In the beginning of April, amid the COVID-19 pandemic lockdown, a severe tropical cyclone hit, known as Tropical Cyclone Harold, and deeply affected South-Western countries in the Pacific Ocean, namely, Vanuatu, Fiji, the Solomon Islands and Tonga. The natural disaster acutely damaged key infrastructures while also shed light on the contestations of public health and disaster management during the COVID-19 era.
Most importantly though, the combination of the restrictions imposed during the pandemic as well as the impacts of the cyclone had severe implications on the effective running of women’s help and protections centers across all affected countries. In Tonga for example, the surrounding areas and communities of women’s centers and organizations were gravely affected, and one women’s center was even completely destroyed.

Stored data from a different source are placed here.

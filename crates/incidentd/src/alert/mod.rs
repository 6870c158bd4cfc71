//! Alert intake: canonical payload, normalizers, fingerprinting, rules, and
//! the ingestion service.

pub mod fingerprint;
pub mod ingest;
pub mod normalize;
pub mod rules;

use std::collections::HashMap;

use chrono::{DateTime, Utc};
use serde::{Deserialize, Serialize};

/// Supported alerting sources.
#[derive(Debug, Clone, Copy, PartialEq, Eq, Hash, Serialize, Deserialize)]
#[serde(rename_all = "SCREAMING_SNAKE_CASE")]
pub enum AlertSource {
    Alertmanager,
    Datadog,
    Grafana,
    Custom,
}

impl AlertSource {
    /// Stable wire name, also used in fingerprints.
    #[must_use]
    pub const fn as_str(&self) -> &'static str {
        match self {
            Self::Alertmanager => "ALERTMANAGER",
            Self::Datadog => "DATADOG",
            Self::Grafana => "GRAFANA",
            Self::Custom => "CUSTOM",
        }
    }
}

impl std::fmt::Display for AlertSource {
    fn fmt(&self, f: &mut std::fmt::Formatter<'_>) -> std::fmt::Result {
        f.write_str(self.as_str())
    }
}

/// Whether an alert is currently firing or has resolved.
#[derive(Debug, Clone, Copy, PartialEq, Eq, Serialize, Deserialize)]
#[serde(rename_all = "lowercase")]
pub enum AlertState {
    Firing,
    Resolved,
}

impl AlertState {
    /// Lenient parse: anything that is not "resolved" counts as firing,
    /// matching how monitoring sources report intermediate states.
    #[must_use]
    pub fn parse(value: &str) -> Self {
        if value.eq_ignore_ascii_case("resolved") {
            Self::Resolved
        } else {
            Self::Firing
        }
    }
}

/// Normalized alert payload from any source.
///
/// Ephemeral: produced per webhook delivery, never persisted.
#[derive(Debug, Clone, Serialize, Deserialize)]
pub struct AlertPayload {
    pub source: AlertSource,
    pub alert_name: String,
    pub status: AlertState,
    #[serde(default)]
    pub labels: HashMap<String, String>,
    #[serde(default)]
    pub annotations: HashMap<String, String>,
    #[serde(default)]
    pub starts_at: Option<DateTime<Utc>>,
    #[serde(default)]
    pub ends_at: Option<DateTime<Utc>>,
    #[serde(default)]
    pub generator_url: Option<String>,
}

impl AlertPayload {
    /// Alert title, from annotations with the alert name as fallback.
    #[must_use]
    pub fn title(&self) -> &str {
        self.annotations
            .get("summary")
            .or_else(|| self.annotations.get("title"))
            .or_else(|| self.annotations.get("message"))
            .map_or(self.alert_name.as_str(), String::as_str)
    }

    /// Alert description from annotations, empty when absent.
    #[must_use]
    pub fn description(&self) -> &str {
        self.annotations
            .get("description")
            .or_else(|| self.annotations.get("message"))
            .map_or("", String::as_str)
    }

    /// Severity label, from labels with "warning" as fallback.
    #[must_use]
    pub fn severity_label(&self) -> &str {
        self.labels
            .get("severity")
            .or_else(|| self.labels.get("priority"))
            .or_else(|| self.labels.get("level"))
            .map_or("warning", String::as_str)
    }
}

#[cfg(test)]
mod tests {
    use super::*;

    fn payload_with(annotations: &[(&str, &str)], labels: &[(&str, &str)]) -> AlertPayload {
        AlertPayload {
            source: AlertSource::Custom,
            alert_name: "HighLatency".to_string(),
            status: AlertState::Firing,
            labels: labels
                .iter()
                .map(|(k, v)| ((*k).to_string(), (*v).to_string()))
                .collect(),
            annotations: annotations
                .iter()
                .map(|(k, v)| ((*k).to_string(), (*v).to_string()))
                .collect(),
            starts_at: None,
            ends_at: None,
            generator_url: None,
        }
    }

    #[test]
    fn test_title_fallback_order() {
        let p = payload_with(&[("summary", "s"), ("title", "t"), ("message", "m")], &[]);
        assert_eq!(p.title(), "s");

        let p = payload_with(&[("title", "t"), ("message", "m")], &[]);
        assert_eq!(p.title(), "t");

        let p = payload_with(&[("message", "m")], &[]);
        assert_eq!(p.title(), "m");

        let p = payload_with(&[], &[]);
        assert_eq!(p.title(), "HighLatency");
    }

    #[test]
    fn test_severity_label_fallback_order() {
        let p = payload_with(&[], &[("severity", "critical"), ("priority", "p2")]);
        assert_eq!(p.severity_label(), "critical");

        let p = payload_with(&[], &[("priority", "p2")]);
        assert_eq!(p.severity_label(), "p2");

        let p = payload_with(&[], &[("level", "warn")]);
        assert_eq!(p.severity_label(), "warn");

        let p = payload_with(&[], &[]);
        assert_eq!(p.severity_label(), "warning");
    }

    #[test]
    fn test_state_parse_is_lenient() {
        assert_eq!(AlertState::parse("resolved"), AlertState::Resolved);
        assert_eq!(AlertState::parse("RESOLVED"), AlertState::Resolved);
        assert_eq!(AlertState::parse("firing"), AlertState::Firing);
        assert_eq!(AlertState::parse("pending"), AlertState::Firing);
    }
}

This shifted the focus of these women’s organizations towards the survival of local women in these conditions by providing information, offering shelter, food, water, medicine and counseling when and if possible. At the same time, they continue to provide help on domestic violence, sexual assault and incest.
However, their capacity to respond to all of these challenges at once is largely reduced, which undermines their role and effectiveness in the region. There are more supplies, such as sanitary kits, toilet paper, painkillers, and breast milk, that these centers still do not have.
With the aid of UN Women, the ability of these centers to respond to both the pandemic and natural disaster that hit their countries is being reinforced. Yet, there is still substantial room for improvement and for the development of gender-inclusive responses to these disasters.